The purpose of this study was to investigate the usefulness of metabolic-volumetric indices of (18)F- fluorodeoxy-D-glucose ((18)F-FDG) positron emission tomography/computed tomography (PET/CT) for the evaluation of neoadjuvant chemotherapy outcomes in breast cancer. Twenty-four patients with locally advanced breast cancer were enrolled in the study. They underwent baseline (18)F-FDG PET/CT scan and received four or sixcycles of neoadjuvant chemotherapy, interim (18)F-FDG PET/CT was done after second cycle of chemotherapy. Maximum standardized uptake value (SUVmax), metabolic tumor volume (MTV), and total lesion glycolysis (TLG) of the primary lesions were calculated. Reduction rates of these parameters were obtained between baseline and interim (18)F-FDG PET/CT. Chemotherapy outcomes were assessed using tumor size reduction rate and histological grading system (Miller and Payne system). Reduction rates of SUVmax, MTV, and TLG correlated with chemotherapy outcomes. MTV and TLG reduction rates showed significant correlation with tumor size reduction rate (R = 0.68, P = 0.0004; R = 0.62, P = 0.002, respectively).

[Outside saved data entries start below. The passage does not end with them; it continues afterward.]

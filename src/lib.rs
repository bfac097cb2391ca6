#![warn(missing_docs)]

//! # `flowcnf`
//!
//! A Boolean satisfiability (SAT) encoder for [Numberlink](https://en.wikipedia.org/wiki/Numberlink) as posited in the mobile game Flow Free.
//! Begin by obtaining a [`Grid`], either by parsing puzzle text (`"R.B\n...\nR.B".parse()`) or with a [`GridBuilder`].
//! Then call [`encode`] to get an [`Encoding`], which can be written out with [`dimacs::write_dimacs`] or handed to a solver through [`Encoding::to_formula`].
//! Solving the formula and interpreting a model are left to the caller.
//!
//! # Internals
//! The encoding follows [Matt Zucker's "path shape" formulation](https://mzucker.github.io/2016/09/02/eating-sat-flavored-crow.html), which is sufficient for square boards free of bridges and warps.
//!
//! There are two families of variables:
//! 1. A color variable for every cell C and color K, true when C holds K.
//! 2. A direction variable for every non-endpoint cell C and every [`DirectionType`] T which fits at C, true when the flow through C has shape T.
//!
//! We make the following assertions in SAT form:
//! 1. Every endpoint has its own color and no other, and exactly one of its neighbors shares that color.
//! 2. Every other cell has exactly one color and exactly one direction type.
//! 3. A cell's direction type decides which neighbors share its color: those on the two sides the type covers do, all others do not.
//!
//! Since every non-endpoint cell connects exactly two same-colored neighbors and every endpoint exactly one, each color forms a path between its endpoints.
//! Like the "path shape" formulation it extends, this does not forbid a separate closed loop of one color; such loops are rare in practice.

pub use builder::GridBuilder;
pub use cell::Cell;
pub use clause::{Clause, ClauseList, Encoding};
pub use color::{ColorIndex, ColorRegistry};
pub use encoder::{encode, EncoderConfig, GridEncoder};
pub use grid::{Grid, LoadError, ValidationError};
pub use location::{Dimension, Location};
pub use shape::{DirectionType, Side};

pub mod builder;
pub(crate) mod cell;
pub mod clause;
pub(crate) mod color;
pub mod dimacs;
pub mod encoder;
pub(crate) mod grid;
pub(crate) mod location;
pub mod logic;
pub mod render;
pub(crate) mod shape;
pub mod variables;
use std::fmt::{Display, Formatter};
use std::num::NonZero;

use ndarray::Ix;

pub(crate) type Coord = usize;
/// A grid extent; grids always have at least one row and one column.
pub type Dimension = NonZero<Coord>;

/// A cell position `(row, col)` on a grid. The top left corner is `Location { row: 0, col: 0 }`.
#[derive(Clone, Eq, Hash, Copy, PartialEq, Ord, PartialOrd, Debug)]
pub struct Location {
    /// Zero-based row, counted from the top.
    pub row: Coord,
    /// Zero-based column, counted from the left.
    pub col: Coord,
}

impl Location {
    /// Shorthand for `Location { row, col }`.
    pub const fn new(row: Coord, col: Coord) -> Self {
        Self { row, col }
    }

    pub(crate) fn as_index(&self) -> (Ix, Ix) {
        (self.row, self.col)
    }

    // wraps below zero; callers bounds-check the result against the grid
    pub(crate) fn offset_by(self, rhs: (isize, isize)) -> Self {
        Self {
            row: self.row.wrapping_add_signed(rhs.0),
            col: self.col.wrapping_add_signed(rhs.1),
        }
    }
}

impl From<(Ix, Ix)> for Location {
    fn from(value: (Ix, Ix)) -> Self {
        Self::new(value.0, value.1)
    }
}

impl Display for Location {
    fn fmt(&self, f: &mut Formatter<'_>) -> std::fmt::Result {
        write!(f, "({}, {})", self.row, self.col)
    }
}
//! Serialization of an [`Encoding`] to the DIMACS CNF text format read by most SAT solvers.
//!
//! The output has the usual shape:
//! - optional comment lines starting with `c`,
//! - a problem line `p cnf <variables> <clauses>`,
//! - one clause per line, literals separated by spaces and terminated by `0`.
//!
//! Color clauses come first, then direction clauses, each group in emission order.

use std::io::{self, Write};

use crate::clause::Encoding;

/// Write `encoding` to `target` with no comment lines.
pub fn write_dimacs(target: &mut impl Write, encoding: &Encoding) -> io::Result<()> {
    write_dimacs_with_comments(target, encoding, &[])
}

/// Write `encoding` to `target`, preceded by one `c` line per entry of `comments`.
///
/// Comments must not contain newlines; each is written verbatim after `c `.
pub fn write_dimacs_with_comments(target: &mut impl Write, encoding: &Encoding, comments: &[String]) -> io::Result<()> {
    for comment in comments {
        writeln!(target, "c {}", comment)?;
    }

    writeln!(target, "p cnf {} {}", encoding.variable_count(), encoding.clause_count())?;

    for clause in encoding.clauses() {
        for lit in clause {
            write!(target, "{} ", lit.to_dimacs())?;
        }
        writeln!(target, "0")?;
    }

    Ok(())
}

/// Render `encoding` as a DIMACS string.
pub fn to_dimacs_string(encoding: &Encoding) -> String {
    let mut out = Vec::new();
    // writing into a Vec cannot fail
    let _ = write_dimacs(&mut out, encoding);

    String::from_utf8_lossy(&out).into_owned()
}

However, SUVmax reduction rate showed no significant correlation. MTV and TLG reduction rates were significantly higher in responders than nonresponders, as determined by Miller and Payne system (P < 0.0007, P < 0.002). However, SUVmax reduction rate showed no significant difference. On ROC analysis, the area under the MTV and TLG curves was 0.886, and that of SUVmax was 0.743. Sensitivity, specificity, positive predictive value, and negative predictive value to predict histopathologic response were the same for MTV and TLG, and the values were 100%, 85.7%, 83.3%, and 100%, respectively (at the reduction rate of 93.2% for MTV, and 95.8% for TLG). Changes of metabolic-volumetric indices successfully reflected the neoadjuvant chemotherapy outcomes. MTV and TLG could be robust indices in discriminating pathologic responder as SUVmax, after neoadjuvant chemotherapy.